Or why you should read Mindscan by Robert J Sawyer
Robert J Sawyer is kind of the master of using small human stories to explore really big concept, Hard Science Fiction. Mindscan is kind of a quintessential example of this kind of Robert J Sawyer novel. It's also, I think, a great litmus test book to see if you like his approach to novel writing. It's probably also a great book to read if you've never tried a Sawyer novel before.
(Incidentally it's the first one of his novels I tried).

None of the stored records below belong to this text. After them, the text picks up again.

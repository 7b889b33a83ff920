//! Producer side of a transfer: runs every query in order and forwards
//! non-empty pages to the writer.

use tokio::sync::mpsc;
use tokio::time::timeout;
use tokio_util::sync::CancellationToken;
use tracing::{debug, info, warn};

use crate::cluster::RELEASE_TIMEOUT;
use crate::error::{Error, Result};
use crate::model::{Page, RecordBudget};
use crate::query::QuerySet;
use crate::source::{Paginator, SourceReader};

/// Counters reported by the producer.
#[derive(Debug, Default, Clone, Copy, PartialEq, Eq)]
pub struct DriveStats {
    /// Queries started.
    pub queries: usize,
    /// Pages forwarded.
    pub pages: usize,
    /// Records forwarded.
    pub records: usize,
}

/// Runs a [`QuerySet`] against one paginator under a shared budget.
pub struct QueryBatchDriver {
    paginator: Box<dyn Paginator>,
    queries: QuerySet,
    budget: RecordBudget,
}

impl QueryBatchDriver {
    /// Creates a driver.
    #[must_use]
    pub fn new(paginator: Box<dyn Paginator>, queries: QuerySet, budget: RecordBudget) -> Self {
        Self {
            paginator,
            queries,
            budget,
        }
    }

    /// Maximum records for the run (0 = unlimited).
    #[must_use]
    pub fn max_records(&self) -> usize {
        self.budget.max()
    }

    /// Fetches and forwards pages until every query is exhausted or the
    /// budget runs out.
    ///
    /// The reader of each query is released before the next query starts,
    /// and also when the query fails or the run is cancelled.
    ///
    /// # Errors
    ///
    /// Returns the first source error, or [`Error::Cancelled`] once `cancel`
    /// fires or the receiver goes away.
    pub async fn drive(
        self,
        tx: mpsc::Sender<Page>,
        cancel: CancellationToken,
    ) -> Result<DriveStats> {
        let Self {
            mut paginator,
            queries,
            mut budget,
        } = self;
        let mut stats = DriveStats::default();
        let total_queries = queries.len();

        for (idx, query) in queries.iter().enumerate() {
            if budget.is_exhausted() {
                debug!("record cap reached, skipping remaining queries");
                break;
            }
            stats.queries += 1;

            let before = stats.records;
            let mut reader = SourceReader::new(paginator.as_mut(), query);
            let result = pump(&mut reader, &mut budget, &tx, &cancel, &mut stats).await;
            release(&mut reader).await;
            result?;

            info!(
                "query {}/{} done: {} records",
                idx + 1,
                total_queries,
                stats.records - before
            );
        }

        Ok(stats)
    }
}

async fn pump(
    reader: &mut SourceReader<'_>,
    budget: &mut RecordBudget,
    tx: &mpsc::Sender<Page>,
    cancel: &CancellationToken,
    stats: &mut DriveStats,
) -> Result<()> {
    loop {
        let page = tokio::select! {
            biased;
            () = cancel.cancelled() => return Err(Error::Cancelled),
            page = reader.next(budget) => page?,
        };
        if page.is_empty() {
            return Ok(());
        }

        let records = page.len();
        tokio::select! {
            biased;
            () = cancel.cancelled() => return Err(Error::Cancelled),
            sent = tx.send(page) => {
                if sent.is_err() {
                    return Err(Error::Cancelled);
                }
            }
        }

        budget.consume(records);
        stats.pages += 1;
        stats.records += records;
    }
}

/// Best-effort cursor release. Cursors holding a server-side resource are
/// bounded by [`RELEASE_TIMEOUT`].
async fn release(reader: &mut SourceReader<'_>) {
    let released = if reader.cursor().holds_resource() {
        match timeout(RELEASE_TIMEOUT, reader.release()).await {
            Ok(released) => released,
            Err(_) => {
                warn!(
                    "releasing source cursor timed out after {:?}",
                    RELEASE_TIMEOUT
                );
                return;
            }
        }
    } else {
        reader.release().await
    };

    match released {
        Ok(()) => debug!("released source cursor"),
        Err(e) => warn!("failed to release source cursor: {}", e),
    }
}
//! Transfer pipeline orchestration.
//!
//! The producer ([`QueryBatchDriver`]) runs on its own task and hands pages
//! to the writer over a depth-1 channel, so the reader is never more than
//! one page ahead of the sink. The writer runs on the caller's task and owns
//! both the sink and the running total.

use indicatif::{ProgressBar, ProgressStyle};
use std::time::Instant;
use tokio::sync::mpsc;
use tokio_util::sync::CancellationToken;
use tracing::{debug, info, warn};

use crate::driver::{DriveStats, QueryBatchDriver};
use crate::error::{Error, Result};
use crate::model::Page;
use crate::sink::Sink;

/// Pages buffered between reader and writer.
const CHANNEL_DEPTH: usize = 1;

/// Lifecycle of one run.
#[derive(Debug, Clone, Copy, PartialEq, Eq)]
pub enum PipelineState {
    /// Built, not started.
    Idle,
    /// Reader and writer are both running.
    Streaming,
    /// The reader finished; the writer is flushing the last page.
    Draining,
    /// A fatal error or cancellation stopped the run.
    Aborted,
    /// Sink cleaned up. Terminal.
    Closed,
}

/// Transfer statistics.
#[derive(Debug, Default, Clone)]
pub struct TransferStats {
    /// Queries started.
    pub queries: usize,
    /// Pages written.
    pub pages: usize,
    /// Records confirmed by the sink.
    pub total: usize,
    /// Duration in seconds.
    pub duration_secs: f64,
}

impl TransferStats {
    /// Records per second.
    #[must_use]
    pub fn throughput(&self) -> f64 {
        if self.duration_secs > 0.0 {
            self.total as f64 / self.duration_secs
        } else {
            0.0
        }
    }
}

/// One transfer run from a query batch into a sink.
pub struct TransferPipeline {
    driver: Option<QueryBatchDriver>,
    sink: Box<dyn Sink>,
    state: PipelineState,
    show_progress: bool,
}

impl TransferPipeline {
    /// Creates an idle pipeline.
    #[must_use]
    pub fn new(driver: QueryBatchDriver, sink: Box<dyn Sink>) -> Self {
        Self {
            driver: Some(driver),
            sink,
            state: PipelineState::Idle,
            show_progress: false,
        }
    }

    /// Shows a progress spinner (or bar, with a record cap) while running.
    #[must_use]
    pub fn with_progress(mut self, show: bool) -> Self {
        self.show_progress = show;
        self
    }

    /// Current state.
    #[must_use]
    pub fn state(&self) -> PipelineState {
        self.state
    }

    /// Runs the transfer to completion.
    ///
    /// The sink is cleaned up on every exit path. Cancelling `cancel` stops
    /// both sides at their next blocking point.
    ///
    /// # Errors
    ///
    /// Returns the first fatal error from either side, [`Error::CountMismatch`]
    /// when the sink confirms fewer records than it was handed, or
    /// [`Error::Cancelled`] when the run was cancelled.
    pub async fn run(&mut self, cancel: CancellationToken) -> Result<TransferStats> {
        let Some(driver) = self.driver.take() else {
            return Err(Error::Internal(format!(
                "pipeline cannot start from state {:?}",
                self.state
            )));
        };

        let start = Instant::now();
        let progress = create_progress_bar(driver.max_records(), self.show_progress);
        info!("Starting transfer into {} sink", self.sink.kind());

        // Errors on either side cancel the run token; the caller's token is
        // only observed, never cancelled.
        let run_token = cancel.child_token();
        let (tx, mut rx) = mpsc::channel::<Page>(CHANNEL_DEPTH);

        self.transition(PipelineState::Streaming);
        let producer_token = run_token.clone();
        let producer = tokio::spawn(async move {
            let result = driver.drive(tx, producer_token.clone()).await;
            if result.is_err() {
                producer_token.cancel();
            }
            result
        });

        let mut stats = TransferStats::default();
        let written = write_pages(
            self.sink.as_mut(),
            &mut rx,
            &run_token,
            &progress,
            &mut stats,
        )
        .await;
        if written.is_err() {
            run_token.cancel();
        }
        drop(rx);

        let produced = match producer.await {
            Ok(result) => result,
            Err(e) => Err(Error::Internal(format!("reader task failed: {}", e))),
        };

        let outcome = merge_outcome(written, produced);
        match &outcome {
            Ok(drive) => {
                self.transition(PipelineState::Draining);
                stats.queries = drive.queries;
                debug_assert_eq!(drive.records, stats.total);
            }
            Err(_) => self.transition(PipelineState::Aborted),
        }

        let cleaned = self.sink.cleanup().await;
        self.transition(PipelineState::Closed);
        stats.duration_secs = start.elapsed().as_secs_f64();

        match (outcome, cleaned) {
            (Err(e), cleaned) => {
                if let Err(cleanup_err) = cleaned {
                    warn!("sink cleanup failed: {}", cleanup_err);
                }
                progress.abandon_with_message("Transfer aborted");
                Err(e)
            }
            (Ok(_), Err(e)) => {
                progress.abandon_with_message("Transfer aborted");
                Err(e)
            }
            (Ok(_), Ok(())) => {
                progress.finish_with_message("Transfer complete");
                info!(
                    "Transfer complete: {} records in {} pages from {} queries in {:.2}s ({:.0} docs/sec)",
                    stats.total,
                    stats.pages,
                    stats.queries,
                    stats.duration_secs,
                    stats.throughput()
                );
                Ok(stats)
            }
        }
    }

    fn transition(&mut self, next: PipelineState) {
        debug!("pipeline {:?} -> {:?}", self.state, next);
        self.state = next;
    }
}

/// Writer side: drains the channel into the sink until the reader hangs up.
async fn write_pages(
    sink: &mut dyn Sink,
    rx: &mut mpsc::Receiver<Page>,
    cancel: &CancellationToken,
    progress: &ProgressBar,
    stats: &mut TransferStats,
) -> Result<()> {
    loop {
        let page = tokio::select! {
            biased;
            () = cancel.cancelled() => return Err(Error::Cancelled),
            page = rx.recv() => match page {
                Some(page) => page,
                None => return Ok(()),
            },
        };

        let succeeded = tokio::select! {
            biased;
            () = cancel.cancelled() => return Err(Error::Cancelled),
            written = sink.write(&page) => written?,
        };

        if succeeded != page.len() {
            return Err(Error::CountMismatch {
                got: page.len(),
                succeeded,
            });
        }

        stats.total += succeeded;
        stats.pages += 1;
        progress.inc(succeeded as u64);
        info!("Dump: dump data success = {} total = {}", succeeded, stats.total);
    }
}

/// Picks the error to report. A data error beats the cancellation it caused
/// on the other side.
fn merge_outcome(written: Result<()>, produced: Result<DriveStats>) -> Result<DriveStats> {
    match (written, produced) {
        (Ok(()), produced) => produced,
        (Err(w), Ok(_)) => Err(w),
        (Err(w), Err(p)) => {
            if !w.is_cancellation() || p.is_cancellation() {
                Err(w)
            } else {
                Err(p)
            }
        }
    }
}

fn create_progress_bar(max: usize, visible: bool) -> ProgressBar {
    if !visible {
        return ProgressBar::hidden();
    }

    let (pb, template) = if max > 0 {
        (
            ProgressBar::new(max as u64),
            "{spinner:.green} [{elapsed_precise}] [{bar:40.cyan/blue}] {pos}/{len} ({eta})",
        )
    } else {
        (
            ProgressBar::new_spinner(),
            "{spinner:.green} [{elapsed_precise}] {pos} docs ({per_sec})",
        )
    };

    pb.set_style(
        ProgressStyle::default_bar()
            .template(template)
            .unwrap_or_else(|_| ProgressStyle::default_bar())
            .progress_chars("#>-"),
    );

    pb
}

#[cfg(test)]
#[path = "pipeline_tests.rs"]
mod tests;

Mindscan posits a future where the fabulously wealthy can upload their consciousness into android bodies to achieve a kind of immortality. Despite being a relatively young man Jake Sullivan, the heir to a local brewing empire, decides to undergo the process to escape a terminal, hair-trigger brain defect. The new Mindscan-Jake gets a new lease on life and meets Karen Bassarian, the Mindscan of an elderly author of a very successful children's novel series (a la Harry Potter). The two fall in love and try to build their new lives together. But when the flesh and blood Karen dies, her biological son brings a suit against Mindscan Karen for her wealth. And so the book becomes one about identity, both in the emotional sense and the legal sense... that is until the flesh and blood Jake wants his life back too.
I would recommend this book to any Sci-fi fan, everyone who loves the genre really ought to try at least one Robert J Sawyer novel. But I think this book could appeal to a wider fiction audience: despite the Sci-fi underpinnings Mindscan is also a love story and social drama that I think transcends genre conventions in a way that I think will appeal to a lot of general fiction lovers.